• SOURCE RECORDS
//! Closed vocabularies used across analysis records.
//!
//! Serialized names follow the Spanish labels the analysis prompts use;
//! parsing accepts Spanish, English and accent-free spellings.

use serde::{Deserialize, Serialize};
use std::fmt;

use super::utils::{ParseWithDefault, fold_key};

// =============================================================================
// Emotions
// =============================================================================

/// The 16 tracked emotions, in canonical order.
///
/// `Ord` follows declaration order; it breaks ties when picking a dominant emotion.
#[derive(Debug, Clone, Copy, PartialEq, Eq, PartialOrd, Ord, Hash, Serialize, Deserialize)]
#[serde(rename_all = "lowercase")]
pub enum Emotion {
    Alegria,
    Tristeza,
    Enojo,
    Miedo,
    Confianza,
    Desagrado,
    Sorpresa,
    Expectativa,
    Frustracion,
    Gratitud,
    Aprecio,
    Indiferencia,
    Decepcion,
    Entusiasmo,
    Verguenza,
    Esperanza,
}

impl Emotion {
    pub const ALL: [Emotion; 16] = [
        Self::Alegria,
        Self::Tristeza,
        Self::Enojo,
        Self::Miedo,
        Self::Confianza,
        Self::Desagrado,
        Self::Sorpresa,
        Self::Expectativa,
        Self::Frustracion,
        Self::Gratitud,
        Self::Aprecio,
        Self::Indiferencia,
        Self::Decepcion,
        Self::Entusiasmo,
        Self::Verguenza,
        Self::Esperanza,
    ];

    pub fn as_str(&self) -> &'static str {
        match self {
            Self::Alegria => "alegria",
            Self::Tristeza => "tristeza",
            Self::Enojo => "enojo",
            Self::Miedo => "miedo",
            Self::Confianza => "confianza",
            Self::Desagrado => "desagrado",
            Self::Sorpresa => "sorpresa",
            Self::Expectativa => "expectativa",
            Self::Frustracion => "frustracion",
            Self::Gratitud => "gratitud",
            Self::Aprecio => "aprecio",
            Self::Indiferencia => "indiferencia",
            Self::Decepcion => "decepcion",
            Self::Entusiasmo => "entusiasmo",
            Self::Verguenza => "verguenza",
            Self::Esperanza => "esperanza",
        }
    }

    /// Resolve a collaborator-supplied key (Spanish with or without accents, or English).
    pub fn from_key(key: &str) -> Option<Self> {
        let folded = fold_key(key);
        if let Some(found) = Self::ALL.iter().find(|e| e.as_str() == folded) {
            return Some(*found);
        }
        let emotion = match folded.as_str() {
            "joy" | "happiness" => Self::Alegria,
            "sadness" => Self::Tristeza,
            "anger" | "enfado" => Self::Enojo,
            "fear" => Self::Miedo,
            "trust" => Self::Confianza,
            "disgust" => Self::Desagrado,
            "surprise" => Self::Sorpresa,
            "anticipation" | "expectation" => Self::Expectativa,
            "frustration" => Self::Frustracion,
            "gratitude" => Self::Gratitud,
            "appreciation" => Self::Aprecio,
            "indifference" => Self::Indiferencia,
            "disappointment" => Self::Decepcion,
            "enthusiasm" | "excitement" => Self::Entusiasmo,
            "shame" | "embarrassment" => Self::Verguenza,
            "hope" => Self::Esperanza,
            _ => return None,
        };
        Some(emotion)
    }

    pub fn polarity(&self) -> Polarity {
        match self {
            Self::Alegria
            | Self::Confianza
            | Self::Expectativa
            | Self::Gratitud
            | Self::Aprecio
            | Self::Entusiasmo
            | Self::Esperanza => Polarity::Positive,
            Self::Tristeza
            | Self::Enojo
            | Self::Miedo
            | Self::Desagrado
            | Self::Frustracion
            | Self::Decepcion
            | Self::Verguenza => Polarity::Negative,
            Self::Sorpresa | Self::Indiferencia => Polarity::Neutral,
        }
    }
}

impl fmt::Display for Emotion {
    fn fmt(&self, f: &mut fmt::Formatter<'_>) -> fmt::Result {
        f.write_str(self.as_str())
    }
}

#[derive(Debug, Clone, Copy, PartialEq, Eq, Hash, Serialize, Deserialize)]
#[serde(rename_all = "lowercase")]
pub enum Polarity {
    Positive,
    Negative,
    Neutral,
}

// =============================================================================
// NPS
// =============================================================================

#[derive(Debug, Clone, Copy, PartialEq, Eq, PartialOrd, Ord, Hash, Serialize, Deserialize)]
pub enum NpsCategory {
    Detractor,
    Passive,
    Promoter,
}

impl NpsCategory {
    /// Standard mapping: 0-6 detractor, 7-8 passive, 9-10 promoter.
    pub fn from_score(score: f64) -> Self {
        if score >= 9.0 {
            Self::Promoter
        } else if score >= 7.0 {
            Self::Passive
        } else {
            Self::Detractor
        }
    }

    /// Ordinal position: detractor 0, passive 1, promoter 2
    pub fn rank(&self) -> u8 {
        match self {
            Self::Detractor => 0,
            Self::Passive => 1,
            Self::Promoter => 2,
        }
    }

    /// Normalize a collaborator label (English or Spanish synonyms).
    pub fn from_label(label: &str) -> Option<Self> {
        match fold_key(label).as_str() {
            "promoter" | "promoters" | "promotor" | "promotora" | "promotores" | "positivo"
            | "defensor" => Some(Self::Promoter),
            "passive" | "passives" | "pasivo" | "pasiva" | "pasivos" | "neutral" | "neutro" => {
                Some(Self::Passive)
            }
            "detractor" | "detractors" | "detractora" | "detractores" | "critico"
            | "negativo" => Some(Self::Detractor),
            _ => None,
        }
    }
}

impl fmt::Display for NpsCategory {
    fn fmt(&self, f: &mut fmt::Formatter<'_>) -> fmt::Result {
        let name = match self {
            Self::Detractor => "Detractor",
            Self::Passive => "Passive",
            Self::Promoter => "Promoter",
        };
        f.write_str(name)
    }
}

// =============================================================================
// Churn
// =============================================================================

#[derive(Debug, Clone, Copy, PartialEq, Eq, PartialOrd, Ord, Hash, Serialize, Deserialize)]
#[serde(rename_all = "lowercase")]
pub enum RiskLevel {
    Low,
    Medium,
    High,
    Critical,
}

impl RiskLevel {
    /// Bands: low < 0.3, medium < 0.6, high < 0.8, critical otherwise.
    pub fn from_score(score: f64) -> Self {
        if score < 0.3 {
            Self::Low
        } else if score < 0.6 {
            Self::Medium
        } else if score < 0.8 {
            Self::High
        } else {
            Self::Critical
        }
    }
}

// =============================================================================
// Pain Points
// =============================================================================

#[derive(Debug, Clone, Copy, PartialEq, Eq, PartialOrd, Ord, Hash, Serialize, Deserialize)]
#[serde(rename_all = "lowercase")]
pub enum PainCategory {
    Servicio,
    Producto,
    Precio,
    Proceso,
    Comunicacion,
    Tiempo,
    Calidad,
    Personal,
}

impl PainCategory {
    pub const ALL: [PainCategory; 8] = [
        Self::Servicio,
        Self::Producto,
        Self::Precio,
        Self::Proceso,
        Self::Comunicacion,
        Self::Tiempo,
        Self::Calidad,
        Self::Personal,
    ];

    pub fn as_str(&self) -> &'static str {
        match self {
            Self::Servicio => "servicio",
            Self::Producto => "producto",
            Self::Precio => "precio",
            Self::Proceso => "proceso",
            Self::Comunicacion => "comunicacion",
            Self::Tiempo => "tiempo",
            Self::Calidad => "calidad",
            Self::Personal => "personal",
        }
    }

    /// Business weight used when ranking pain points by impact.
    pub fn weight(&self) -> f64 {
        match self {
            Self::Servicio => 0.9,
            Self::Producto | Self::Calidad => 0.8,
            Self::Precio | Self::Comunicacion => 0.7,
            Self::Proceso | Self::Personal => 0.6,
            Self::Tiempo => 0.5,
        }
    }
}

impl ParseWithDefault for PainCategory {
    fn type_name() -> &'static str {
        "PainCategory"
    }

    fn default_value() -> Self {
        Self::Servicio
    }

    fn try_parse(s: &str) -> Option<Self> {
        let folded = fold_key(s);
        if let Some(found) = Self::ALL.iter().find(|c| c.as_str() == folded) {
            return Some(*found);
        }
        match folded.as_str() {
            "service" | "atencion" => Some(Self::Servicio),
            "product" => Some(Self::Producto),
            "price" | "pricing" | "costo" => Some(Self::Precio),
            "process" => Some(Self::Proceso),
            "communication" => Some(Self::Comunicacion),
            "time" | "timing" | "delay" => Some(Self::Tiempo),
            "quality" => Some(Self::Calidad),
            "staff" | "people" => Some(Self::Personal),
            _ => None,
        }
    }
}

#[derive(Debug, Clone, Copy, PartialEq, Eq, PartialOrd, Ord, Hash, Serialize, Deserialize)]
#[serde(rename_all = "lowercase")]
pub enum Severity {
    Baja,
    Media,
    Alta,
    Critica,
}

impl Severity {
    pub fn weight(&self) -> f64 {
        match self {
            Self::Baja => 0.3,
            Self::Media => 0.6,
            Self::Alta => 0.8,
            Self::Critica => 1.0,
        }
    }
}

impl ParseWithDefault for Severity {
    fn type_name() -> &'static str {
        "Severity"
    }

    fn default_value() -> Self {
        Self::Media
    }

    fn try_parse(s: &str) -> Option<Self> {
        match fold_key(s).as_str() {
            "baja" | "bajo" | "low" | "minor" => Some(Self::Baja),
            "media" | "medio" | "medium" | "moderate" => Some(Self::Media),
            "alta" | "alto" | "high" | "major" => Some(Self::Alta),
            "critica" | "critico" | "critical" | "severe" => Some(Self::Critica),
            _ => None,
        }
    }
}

• THE TASK
When a line in the data contains the string "Baja", copy that line.

• SOLUTION TO THE PROBLEM
    Baja,
            Self::Baja => 0.3,
            "baja" | "bajo" | "low" | "minor" => Some(Self::Baja),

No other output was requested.